Guide for feeding toddler and pre-schooler

At this age, kids will be developing their food preferences. Take time to help cultivate lifelong good eating habits and healthy choices in your kid. Here's a guide to help you:

Offer your kid a healthy balanced diet according to the Food Pyramid. Not all meals require foods from each group but there should be a balanced and appropriate combination of foods within a day.

• At this age, encourage your kid to drink milk daily and it is important to ensure he gets the appropriate and adequate nutrients from other food groups as well.

• Begin establishing a schedule of three main meals a day, with snacks in between.

• Add new foods gradually so as not to overwhelm your kid with too many new tastes to sample at one time.

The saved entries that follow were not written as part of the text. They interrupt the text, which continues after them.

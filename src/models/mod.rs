//! Inbound message models consumed by the listener.
//!
//! The engine is transport-agnostic: whatever carries the feed, updates are
//! handed to the listener as the typed messages defined here.

pub mod book;
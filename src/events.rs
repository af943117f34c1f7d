//! Book event payloads and the handler interface.
//!
//! Every inbound message produces at most one event: a recap, a single
//! [`BasicDelta`], a [`ComplexDelta`] of several atomic changes, a clear,
//! or a gap notification. Handlers implement [`BookHandler`] and receive
//! the event together with the book it applies to.

use std::cell::RefCell;
use std::rc::Rc;

use rust_decimal::Decimal;

use crate::book::SharedBook;
use crate::book::entry::{Entry, EntryAction};
use crate::book::level::{LevelAction, SharedLevel};

/// One atomic book mutation: a level action, the size change it caused,
/// and (when entry processing is enabled) the entry it concerns.
#[derive(Debug, Clone)]
pub struct BasicDelta {
    entry: Option<Entry>,
    level: SharedLevel,
    size_delta: Decimal,
    level_action: LevelAction,
    entry_action: EntryAction,
}

impl BasicDelta {
    pub fn new(
        entry: Option<Entry>,
        level: SharedLevel,
        size_delta: Decimal,
        level_action: LevelAction,
        entry_action: EntryAction,
    ) -> Self {
        Self {
            entry,
            level,
            size_delta,
            level_action,
            entry_action,
        }
    }

    /// The entry this change concerns, when entry detail is tracked.
    pub fn entry(&self) -> Option<&Entry> {
        self.entry.as_ref()
    }

    /// The price level this change concerns.
    pub fn level(&self) -> &SharedLevel {
        &self.level
    }

    /// Change in the level's aggregate size caused by this delta.
    pub fn size_delta(&self) -> Decimal {
        self.size_delta
    }

    pub fn level_action(&self) -> LevelAction {
        self.level_action
    }

    pub fn entry_action(&self) -> EntryAction {
        self.entry_action
    }
}

/// An ordered sequence of atomic changes produced by one inbound message.
#[derive(Debug, Clone, Default)]
pub struct ComplexDelta {
    deltas: Vec<BasicDelta>,
}

impl ComplexDelta {
    pub fn len(&self) -> usize {
        self.deltas.len()
    }

    pub fn is_empty(&self) -> bool {
        self.deltas.is_empty()
    }

    /// Iterates the atomic changes in message order.
    pub fn iter(&self) -> std::slice::Iter<'_, BasicDelta> {
        self.deltas.iter()
    }
}

impl From<Vec<BasicDelta>> for ComplexDelta {
    fn from(deltas: Vec<BasicDelta>) -> Self {
        Self { deltas }
    }
}

impl<'a> IntoIterator for &'a ComplexDelta {
    type Item = &'a BasicDelta;
    type IntoIter = std::slice::Iter<'a, BasicDelta>;

    fn into_iter(self) -> Self::IntoIter {
        self.deltas.iter()
    }
}

/// Inclusive range of sequence numbers missed between two updates.
#[derive(Debug, Clone, Copy, PartialEq, Eq)]
pub struct GapRange {
    pub begin: u64,
    pub end: u64,
}

/// Opaque per-feed context handed back unchanged to every handler callback.
///
/// The engine never interprets it; it exists so a handler serving several
/// feeds can tell them apart.
#[derive(Debug, Clone, Default)]
pub struct Subscription {
    pub symbol: String,
    pub source: Option<String>,
}

impl Subscription {
    pub fn new(symbol: impl Into<String>) -> Self {
        Self {
            symbol: symbol.into(),
            source: None,
        }
    }
}

/// Per-event metadata carried through from the inbound message unchanged.
#[derive(Debug, Clone, Default)]
pub struct EventDetail {
    pub symbol: String,
    pub part_id: Option<String>,
    pub seq_num: u64,
    pub src_time: Option<String>,
    pub line_time: Option<String>,
    pub event_time: Option<String>,
    pub send_time: Option<String>,
    pub msg_qualifier: Option<u16>,
}

/// A handler registered with a listener or depth filter.
///
/// Handlers are shared with the dispatcher on the single delivery thread;
/// `Rc<RefCell<_>>` lets one object (such as a [`DepthFilter`]) be both a
/// registered handler and independently accessible to the application.
///
/// [`DepthFilter`]: crate::depth_filter::DepthFilter
pub type SharedHandler = Rc<RefCell<dyn BookHandler>>;

/// Receiver for book events.
///
/// One method per event variant; a dispatcher calls exactly one of them per
/// inbound message. Implementations run on the delivery thread and must not
/// assume any other synchronization. Panics propagate to the caller that
/// drove dispatch; nothing is swallowed.
pub trait BookHandler {
    /// Full-state resynchronization. `book` is the complete state to adopt.
    fn on_book_recap(&mut self, sub: &Subscription, detail: &EventDetail, book: &SharedBook);

    /// A single atomic change was applied to `book`.
    fn on_book_delta(
        &mut self,
        sub: &Subscription,
        detail: &EventDetail,
        delta: &BasicDelta,
        book: &SharedBook,
    );

    /// Several atomic changes from one message were applied to `book`,
    /// in the order `delta` iterates them.
    fn on_book_complex_delta(
        &mut self,
        sub: &Subscription,
        detail: &EventDetail,
        delta: &ComplexDelta,
        book: &SharedBook,
    );

    /// The book was emptied. Views are empty until the next recap.
    fn on_book_clear(&mut self, sub: &Subscription, detail: &EventDetail, book: &SharedBook);

    /// Updates were missed; `book` may be stale until the next recap.
    fn on_book_gap(
        &mut self,
        sub: &Subscription,
        detail: &EventDetail,
        gap: GapRange,
        book: &SharedBook,
    );
}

• While cooking a family dish, put aside some portions of the dish for your kid before adding spices.

Nutritious food is important for your kid because it : 

• Provides nutrients for growth and development.

• Provides energy for active physical and mental activities.

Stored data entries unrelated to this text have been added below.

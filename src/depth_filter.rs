//! Bounded-depth ("top-N") views of a full order book.
//!
//! A [`DepthFilter`] registers as a handler on a parent
//! [`OrderBookListener`], mirrors the top `max_depth` levels per side into
//! a truncated book of shared level references, and re-emits equivalent
//! recap/delta/clear/gap events scoped to that view. Changes beyond the
//! visible window are absorbed; levels leaving the window produce eviction
//! deltas and levels entering it produce promotion deltas, so downstream
//! handlers always see a self-consistent top-N book.

use std::cell::RefCell;
use std::rc::Rc;

use rust_decimal::Decimal;

use crate::book::entry::{Entry, EntryAction};
use crate::book::level::{LevelAction, SharedLevel};
use crate::book::{OrderBook, SharedBook, Side};
use crate::error::FathomError;
use crate::events::{
    BasicDelta, BookHandler, ComplexDelta, EventDetail, GapRange, SharedHandler, Subscription,
};
use crate::listener::OrderBookListener;

/// Visible-window state for one side of the truncated book.
#[derive(Debug, Default)]
struct SideState {
    /// Number of visible levels, at most `max_depth`.
    depth: usize,
    /// Price of the worst visible level; `None` while the side is empty.
    boundary: Option<Decimal>,
}

/// Derives a top-N view of a full order book from its event stream.
///
/// The truncated book holds references to the same [`PriceLevel`] objects
/// as the full book; it never owns them, so clearing or evicting only
/// drops references. Like the listener, a filter is driven by a single
/// delivery thread.
///
/// [`PriceLevel`]: crate::book::level::PriceLevel
pub struct DepthFilter {
    truncated: SharedBook,
    full_book: Option<SharedBook>,
    handlers: Vec<SharedHandler>,
    pending: Vec<BasicDelta>,
    max_depth: usize,
    process_entries: bool,
    bid: SideState,
    ask: SideState,
}

impl std::fmt::Debug for DepthFilter {
    fn fmt(&self, f: &mut std::fmt::Formatter<'_>) -> std::fmt::Result {
        f.debug_struct("DepthFilter")
            .field("max_depth", &self.max_depth)
            .field("process_entries", &self.process_entries)
            .field("bid", &self.bid)
            .field("ask", &self.ask)
            .field("pending_len", &self.pending.len())
            .field("handlers_len", &self.handlers.len())
            .field("has_full_book", &self.full_book.is_some())
            .finish()
    }
}

impl DepthFilter {
    /// Creates a filter keeping `max_depth` levels per side.
    ///
    /// # Errors
    ///
    /// Returns [`FathomError::Config`] when `max_depth` is zero.
    pub fn new(max_depth: usize, process_entries: bool) -> crate::Result<Self> {
        if max_depth == 0 {
            return Err(FathomError::Config(
                "depth filter requires a positive max depth".to_string(),
            ));
        }
        Ok(Self {
            truncated: OrderBook::new().shared(),
            full_book: None,
            handlers: Vec::new(),
            pending: Vec::new(),
            max_depth,
            process_entries,
            bid: SideState::default(),
            ask: SideState::default(),
        })
    }

    /// Creates a filter inheriting the parent's entry-processing mode and
    /// registers it as one of the parent's handlers.
    ///
    /// # Errors
    ///
    /// Returns [`FathomError::Config`] when `max_depth` is zero.
    pub fn attach(
        parent: &mut OrderBookListener,
        max_depth: usize,
    ) -> crate::Result<Rc<RefCell<DepthFilter>>> {
        let filter = Rc::new(RefCell::new(Self::new(
            max_depth,
            parent.process_entries(),
        )?));
        parent.add_handler(Rc::clone(&filter) as SharedHandler);
        Ok(filter)
    }

    /// Registers a handler for the truncated view's events.
    pub fn add_handler(&mut self, handler: SharedHandler) {
        self.handlers.push(handler);
    }

    pub fn remove_handlers(&mut self) {
        self.handlers.clear();
    }

    /// The truncated (top-N) book.
    pub fn book(&self) -> SharedBook {
        Rc::clone(&self.truncated)
    }

    /// The full book, once the first recap has been seen.
    pub fn full_book(&self) -> Option<SharedBook> {
        self.full_book.clone()
    }

    pub fn max_depth(&self) -> usize {
        self.max_depth
    }

    /// Number of visible levels on a side.
    pub fn depth(&self, side: Side) -> usize {
        self.state(side).depth
    }

    /// Price of the worst visible level on a side.
    pub fn boundary(&self, side: Side) -> Option<Decimal> {
        self.state(side).boundary
    }

    fn state(&self, side: Side) -> &SideState {
        match side {
            Side::Bid => &self.bid,
            Side::Ask => &self.ask,
        }
    }

    fn state_mut(&mut self, side: Side) -> &mut SideState {
        match side {
            Side::Bid => &mut self.bid,
            Side::Ask => &mut self.ask,
        }
    }

    /// `true` when `price` is further from the top of the book than
    /// `boundary` on the given side.
    fn worse(side: Side, price: Decimal, boundary: Decimal) -> bool {
        match side {
            Side::Bid => price < boundary,
            Side::Ask => price > boundary,
        }
    }

    /// Repopulates the truncated book from the full book, top `max_depth`
    /// levels a side, and resets the per-side window state.
    fn rebuild(&mut self, book: &SharedBook) {
        let mut trunc = self.truncated.borrow_mut();
        trunc.clear();
        let full = book.borrow();
        for side in [Side::Bid, Side::Ask] {
            let mut depth = 0;
            let mut boundary = None;
            for level in full.side_levels(side).take(self.max_depth) {
                boundary = Some(level.borrow().price());
                trunc.add_level(level);
                depth += 1;
            }
            let state = match side {
                Side::Bid => &mut self.bid,
                Side::Ask => &mut self.ask,
            };
            state.depth = depth;
            state.boundary = boundary;
        }
    }

    fn process_delta(&mut self, event: &BasicDelta, full: &SharedBook) {
        let (side, delta_price) = {
            let level = event.level().borrow();
            (level.side(), level.price())
        };

        // Beyond the visible window while the window is full: irrelevant
        // to the view, absorb silently.
        let state = self.state(side);
        if state.depth == self.max_depth {
            if let Some(boundary) = state.boundary {
                if Self::worse(side, delta_price, boundary) {
                    return;
                }
            }
        }

        match event.level_action() {
            LevelAction::Update => self.push_event_delta(event),
            LevelAction::Add => self.apply_add(event, side, delta_price),
            LevelAction::Delete => self.apply_delete(event, side, full),
            LevelAction::Unknown => {}
        }
    }

    fn apply_add(&mut self, event: &BasicDelta, side: Side, delta_price: Decimal) {
        self.truncated
            .borrow_mut()
            .add_level(Rc::clone(event.level()));

        if self.state(side).depth == self.max_depth {
            self.push_event_delta(event);

            // The window is now over-full by one: the worst visible level
            // leaves the view.
            let (evicted, new_boundary) = {
                let trunc = self.truncated.borrow();
                let visible = trunc.depth(side);
                assert!(
                    visible > self.max_depth,
                    "depth view out of sync with full book on {side:?} side"
                );
                let evicted = trunc
                    .level_at_position(side, visible - 1)
                    .expect("depth view lost its boundary level");
                let boundary_level = trunc
                    .level_at_position(side, visible - 2)
                    .expect("depth view lost its boundary level");
                (evicted, boundary_level.borrow().price())
            };
            self.state_mut(side).boundary = Some(new_boundary);
            let evicted_size = evicted.borrow().size();
            self.push_delta(
                None,
                Rc::clone(&evicted),
                evicted_size,
                LevelAction::Delete,
                EntryAction::Unknown,
            );
            self.truncated.borrow_mut().delete_level(&evicted);
        } else {
            let state = self.state_mut(side);
            let new_worst = match state.boundary {
                Some(boundary) => Self::worse(side, delta_price, boundary),
                None => true,
            };
            if new_worst {
                state.boundary = Some(delta_price);
            }
            state.depth += 1;
            self.push_event_delta(event);
        }
    }

    fn apply_delete(&mut self, event: &BasicDelta, side: Side, full: &SharedBook) {
        self.truncated.borrow_mut().delete_level(event.level());
        self.push_event_delta(event);

        // The level just below the old window, which should now enter
        // view. None when the full book has gone shallower than the view;
        // that is a normal outcome.
        let depth = self.state(side).depth;
        let promoted = depth
            .checked_sub(1)
            .and_then(|pos| full.borrow().level_at_position(side, pos));

        match promoted {
            Some(level) => {
                self.truncated.borrow_mut().add_level(Rc::clone(&level));
                self.push_promotion_deltas(&level);
                let price = level.borrow().price();
                self.state_mut(side).boundary = Some(price);
            }
            None => {
                let new_depth = depth.saturating_sub(1);
                let boundary = new_depth
                    .checked_sub(1)
                    .and_then(|pos| self.truncated.borrow().level_at_position(side, pos))
                    .map(|level| level.borrow().price());
                let state = self.state_mut(side);
                state.depth = new_depth;
                state.boundary = boundary;
            }
        }
    }

    /// Synthesizes the deltas announcing a promoted level: per entry in
    /// arrival order when entry processing is on (an add for the first,
    /// updates for the rest), otherwise one add carrying the full size.
    fn push_promotion_deltas(&mut self, level: &SharedLevel) {
        if !self.process_entries {
            let size = level.borrow().size();
            self.push_delta(
                None,
                Rc::clone(level),
                size,
                LevelAction::Add,
                EntryAction::Unknown,
            );
            return;
        }
        let entries: Vec<Entry> = level.borrow().entries().to_vec();
        for (i, entry) in entries.into_iter().enumerate() {
            let action = if i == 0 {
                LevelAction::Add
            } else {
                LevelAction::Update
            };
            let size = entry.size();
            self.push_delta(Some(entry), Rc::clone(level), size, action, EntryAction::Add);
        }
    }

    /// Contributes a delta received from the parent, stripped of entry
    /// detail when this filter runs level-aggregate only.
    fn push_event_delta(&mut self, event: &BasicDelta) {
        if self.process_entries {
            self.pending.push(event.clone());
        } else {
            self.push_delta(
                None,
                Rc::clone(event.level()),
                event.size_delta(),
                event.level_action(),
                EntryAction::Unknown,
            );
        }
    }

    fn push_delta(
        &mut self,
        entry: Option<Entry>,
        level: SharedLevel,
        size_delta: Decimal,
        level_action: LevelAction,
        entry_action: EntryAction,
    ) {
        self.pending
            .push(BasicDelta::new(entry, level, size_delta, level_action, entry_action));
    }

    /// Emits the accumulated deltas for one inbound message: nothing when
    /// every change fell outside the view, a simple delta for one change,
    /// a complex delta for several.
    fn emit_pending(&mut self, sub: &Subscription, detail: &EventDetail) {
        if self.pending.is_empty() {
            return;
        }
        if self.pending.len() == 1 {
            let delta = self.pending.remove(0);
            for handler in &self.handlers {
                handler
                    .borrow_mut()
                    .on_book_delta(sub, detail, &delta, &self.truncated);
            }
        } else {
            let complex = ComplexDelta::from(std::mem::take(&mut self.pending));
            for handler in &self.handlers {
                handler
                    .borrow_mut()
                    .on_book_complex_delta(sub, detail, &complex, &self.truncated);
            }
        }
        self.pending.clear();
    }
}

impl BookHandler for DepthFilter {
    fn on_book_recap(&mut self, sub: &Subscription, detail: &EventDetail, book: &SharedBook) {
        if self.full_book.is_none() {
            self.full_book = Some(Rc::clone(book));
        }
        self.rebuild(book);
        for handler in &self.handlers {
            handler
                .borrow_mut()
                .on_book_recap(sub, detail, &self.truncated);
        }
    }

    fn on_book_delta(
        &mut self,
        sub: &Subscription,
        detail: &EventDetail,
        delta: &BasicDelta,
        book: &SharedBook,
    ) {
        self.process_delta(delta, book);
        self.emit_pending(sub, detail);
    }

    fn on_book_complex_delta(
        &mut self,
        sub: &Subscription,
        detail: &EventDetail,
        delta: &ComplexDelta,
        book: &SharedBook,
    ) {
        for basic in delta {
            self.process_delta(basic, book);
        }
        self.emit_pending(sub, detail);
    }

    fn on_book_clear(&mut self, sub: &Subscription, detail: &EventDetail, _book: &SharedBook) {
        self.truncated.borrow_mut().clear();
        self.bid = SideState::default();
        self.ask = SideState::default();
        for handler in &self.handlers {
            handler
                .borrow_mut()
                .on_book_clear(sub, detail, &self.truncated);
        }
    }

    fn on_book_gap(
        &mut self,
        sub: &Subscription,
        detail: &EventDetail,
        gap: GapRange,
        _book: &SharedBook,
    ) {
        for handler in &self.handlers {
            handler
                .borrow_mut()
                .on_book_gap(sub, detail, gap, &self.truncated);
        }
    }
}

• Helps maintain resistance to infections.

• Provides sufficient nutrients to meet future demands of growth at puberty and adolescence.

Balanced eating in kids 

Healthy eating simply means making sure kids eat a variety of foods to get nutrients (such as protein, carbohydrate, fat, vitamins, and minerals) they require for normal growth. If kids eat a wide variety of food regularly, they will be well-nourished.

How much food is good for my kid? 

Kids tend to eat the same number of calories every day if they are allowed to eat in response to their internal hunger gauge. The pattern of calorie intake is different from day to day. One day a child may eat a big breakfast, a big lunch, and hardly any dinner. The next day this same child may eat very little at breakfast but may eat a lot at lunch and dinner. Don't expect your child to eat the same amount of food at every meal and snack each day.

Division of responsibility to ensure your kids eat well & stay healthy 

Like most parents, you might worry that your kids are eating too much, too little or only eating one type of food (eg. peanut butter sandwich). The way to ensure they eat well and you have less to worry about is to define the 'division of responsibility' – your responsibility as a parent, and your kids' responsibility as the subject of your care. The division of responsibility is summarised in the simplest way here:

• Your task - to offer nutritious food choices at meals and snack times. You decide the what, where, and when of eating.

• Your kids' task - to choose how much they will eat of the foods you serve. They decide how much or even whether to eat or not.

Division of responsibility may be a new idea that will take a little time for both you and your kids to get used to. However, once it's defined, kids will learn that they are allowed to eat as little or as much as they want, as long as they are choosing from the food options you provide at each meal and snack. In the process, they will also learn to trust their own hunger cues.